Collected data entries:
◇ ◇ ◇
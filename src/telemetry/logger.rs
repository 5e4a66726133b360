//! # Telemetry Logger
//!
//! Appends one JSON object per polling tick to rotating JSONL files.
//!
//! Each line looks like:
//!
//! ```text
//! {"timestamp":"2026-10-19T12:00:00.123+02:00","connected":true,"fnb58":{...}}
//! ```
//!
//! `fnb58` is `null` while the meter is disconnected. Files are named
//! `{prefix}_{YYYYmmdd_HHMMSS}_{seq}.jsonl`; a new file is started after
//! `max_records_per_file` lines and only the newest `max_files_to_keep` files
//! are retained.

use std::fs::{self, File, OpenOptions};
use std::io::{BufWriter, Write};
use std::path::{Path, PathBuf};

use chrono::{DateTime, Local};
use serde::Serialize;
use tracing::{debug, info, warn};

use super::snapshot::TelemetrySnapshot;
use crate::config::LoggingConfig;
use crate::error::Result;

/// One line of the history file
#[derive(Debug, Serialize)]
struct LogRecord<'a> {
    timestamp: DateTime<Local>,
    connected: bool,
    fnb58: Option<&'a TelemetrySnapshot>,
}

/// Rotating JSONL writer
#[derive(Debug)]
pub struct TelemetryLogger {
    dir: PathBuf,
    prefix: String,
    max_records_per_file: usize,
    max_files_to_keep: usize,
    writer: Option<BufWriter<File>>,
    current_path: Option<PathBuf>,
    records_in_file: usize,
    files_created: u64,
}

impl TelemetryLogger {
    /// Create a logger writing into `config.log_dir`
    ///
    /// The directory is created if missing; the first file is opened lazily on
    /// the first record.
    ///
    /// # Errors
    ///
    /// Returns error if the log directory cannot be created
    pub fn new(config: &LoggingConfig) -> Result<Self> {
        let dir = PathBuf::from(&config.log_dir);
        fs::create_dir_all(&dir)?;

        Ok(Self {
            dir,
            prefix: config.file_prefix.clone(),
            max_records_per_file: config.max_records_per_file.max(1),
            max_files_to_keep: config.max_files_to_keep.max(1),
            writer: None,
            current_path: None,
            records_in_file: 0,
            files_created: 0,
        })
    }

    /// Append one record
    ///
    /// # Arguments
    ///
    /// * `connected` - Whether the meter was connected at this tick
    /// * `snapshot` - Session snapshot, ignored when disconnected
    ///
    /// # Errors
    ///
    /// Returns error if serialization or the file write fails
    pub fn log(&mut self, connected: bool, snapshot: Option<&TelemetrySnapshot>) -> Result<()> {
        if self.writer.is_none() || self.records_in_file >= self.max_records_per_file {
            self.rotate()?;
        }

        let record = LogRecord {
            timestamp: Local::now(),
            connected,
            fnb58: if connected { snapshot } else { None },
        };
        let line = serde_json::to_string(&record)?;

        if let Some(writer) = self.writer.as_mut() {
            writer.write_all(line.as_bytes())?;
            writer.write_all(b"\n")?;
            writer.flush()?;
        }

        self.records_in_file += 1;
        Ok(())
    }

    /// Path of the file currently being written
    #[must_use]
    pub fn current_path(&self) -> Option<&Path> {
        self.current_path.as_deref()
    }

    /// Records written to the current file
    #[must_use]
    pub fn records_in_file(&self) -> usize {
        self.records_in_file
    }

    /// Flush buffered data to disk
    pub fn flush(&mut self) -> Result<()> {
        if let Some(writer) = self.writer.as_mut() {
            writer.flush()?;
        }
        Ok(())
    }

    fn rotate(&mut self) -> Result<()> {
        self.flush()?;

        let name = format!(
            "{}_{}_{:04}.jsonl",
            self.prefix,
            Local::now().format("%Y%m%d_%H%M%S"),
            self.files_created
        );
        let path = self.dir.join(name);

        let file = OpenOptions::new().create(true).append(true).open(&path)?;
        info!("Writing telemetry history to {}", path.display());

        self.writer = Some(BufWriter::new(file));
        self.current_path = Some(path);
        self.records_in_file = 0;
        self.files_created += 1;

        self.prune()
    }

    /// Delete the oldest history files beyond the retention limit
    fn prune(&self) -> Result<()> {
        let mut files: Vec<PathBuf> = fs::read_dir(&self.dir)?
            .filter_map(|entry| entry.ok().map(|e| e.path()))
            .filter(|path| self.is_history_file(path))
            .collect();

        if files.len() <= self.max_files_to_keep {
            return Ok(());
        }

        // Names embed a sortable timestamp and sequence number
        files.sort();
        let excess = files.len() - self.max_files_to_keep;

        for path in files.into_iter().take(excess) {
            match fs::remove_file(&path) {
                Ok(()) => debug!("Removed old telemetry file {}", path.display()),
                Err(e) => warn!("Failed to remove {}: {}", path.display(), e),
            }
        }

        Ok(())
    }

    fn is_history_file(&self, path: &Path) -> bool {
        path.file_name()
            .and_then(|name| name.to_str())
            .map(|name| name.starts_with(&format!("{}_", self.prefix)) && name.ends_with(".jsonl"))
            .unwrap_or(false)
    }
}

impl Drop for TelemetryLogger {
    fn drop(&mut self) {
        if let Err(e) = self.flush() {
            warn!("Failed to flush telemetry log: {}", e);
        }
    }
}

#[cfg(test)]
mod tests {
    use super::*;
    use crate::fnb58::protocol::Sample;
    use crate::telemetry::Session;
    use tempfile::TempDir;

    fn logging_config(dir: &TempDir, max_records: usize, max_files: usize) -> LoggingConfig {
        LoggingConfig {
            log_dir: dir.path().to_string_lossy().to_string(),
            max_records_per_file: max_records,
            max_files_to_keep: max_files,
            ..LoggingConfig::default()
        }
    }

    fn history_files(dir: &TempDir) -> Vec<PathBuf> {
        let mut files: Vec<PathBuf> = fs::read_dir(dir.path())
            .unwrap()
            .map(|entry| entry.unwrap().path())
            .collect();
        files.sort();
        files
    }

    fn sample_snapshot() -> TelemetrySnapshot {
        let mut session = Session::new();
        session.ingest_frame(&[Sample {
            voltage_v: 5.0,
            current_a: 1.5,
            dp_v: 0.0,
            dm_v: 0.0,
            temp_c: 30.0,
        }]);
        session.snapshot()
    }

    #[test]
    fn test_writes_json_lines() {
        let dir = TempDir::new().unwrap();
        let mut logger = TelemetryLogger::new(&logging_config(&dir, 100, 10)).unwrap();
        let snapshot = sample_snapshot();

        logger.log(true, Some(&snapshot)).unwrap();
        logger.log(false, Some(&snapshot)).unwrap();

        let contents = fs::read_to_string(logger.current_path().unwrap()).unwrap();
        let lines: Vec<&str> = contents.lines().collect();
        assert_eq!(lines.len(), 2);

        let first: serde_json::Value = serde_json::from_str(lines[0]).unwrap();
        assert_eq!(first["connected"], true);
        assert_eq!(first["fnb58"]["reading"]["voltage_v"], 5.0);
        assert!(first["timestamp"].is_string());

        let second: serde_json::Value = serde_json::from_str(lines[1]).unwrap();
        assert_eq!(second["connected"], false);
        assert!(second["fnb58"].is_null());
    }

    #[test]
    fn test_file_naming() {
        let dir = TempDir::new().unwrap();
        let mut logger = TelemetryLogger::new(&logging_config(&dir, 100, 10)).unwrap();
        logger.log(false, None).unwrap();

        let name = logger
            .current_path()
            .unwrap()
            .file_name()
            .unwrap()
            .to_string_lossy()
            .to_string();
        assert!(name.starts_with("magbank_history_"));
        assert!(name.ends_with("_0000.jsonl"));
    }

    #[test]
    fn test_rotation_after_max_records() {
        let dir = TempDir::new().unwrap();
        let mut logger = TelemetryLogger::new(&logging_config(&dir, 2, 10)).unwrap();

        for _ in 0..5 {
            logger.log(false, None).unwrap();
        }

        let files = history_files(&dir);
        assert_eq!(files.len(), 3, "5 records at 2 per file should use 3 files");
        assert_eq!(logger.records_in_file(), 1);

        let total: usize = files
            .iter()
            .map(|path| fs::read_to_string(path).unwrap().lines().count())
            .sum();
        assert_eq!(total, 5);
    }

    #[test]
    fn test_retention_keeps_newest_files() {
        let dir = TempDir::new().unwrap();
        let mut logger = TelemetryLogger::new(&logging_config(&dir, 1, 2)).unwrap();

        for _ in 0..5 {
            logger.log(false, None).unwrap();
        }

        let files = history_files(&dir);
        assert_eq!(files.len(), 2);
        assert_eq!(files.last().map(PathBuf::as_path), logger.current_path());
    }

    #[test]
    fn test_prune_ignores_foreign_files() {
        let dir = TempDir::new().unwrap();
        fs::write(dir.path().join("notes.txt"), "keep me").unwrap();

        let mut logger = TelemetryLogger::new(&logging_config(&dir, 1, 1)).unwrap();
        for _ in 0..3 {
            logger.log(false, None).unwrap();
        }

        assert!(dir.path().join("notes.txt").exists());
        assert_eq!(history_files(&dir).len(), 2);
    }

    #[test]
    fn test_creates_missing_directory() {
        let dir = TempDir::new().unwrap();
        let nested = dir.path().join("a").join("b");
        let config = LoggingConfig {
            log_dir: nested.to_string_lossy().to_string(),
            ..LoggingConfig::default()
        };

        let mut logger = TelemetryLogger::new(&config).unwrap();
        logger.log(false, None).unwrap();
        assert!(nested.is_dir());
    }
}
◇ ◇ ◇
## INSTRUCTIONS TO FOLLOW
Give the number of lines in the entries above that include the string "format". Write nothing but that number.

## ANSWER TO THIS TASK
3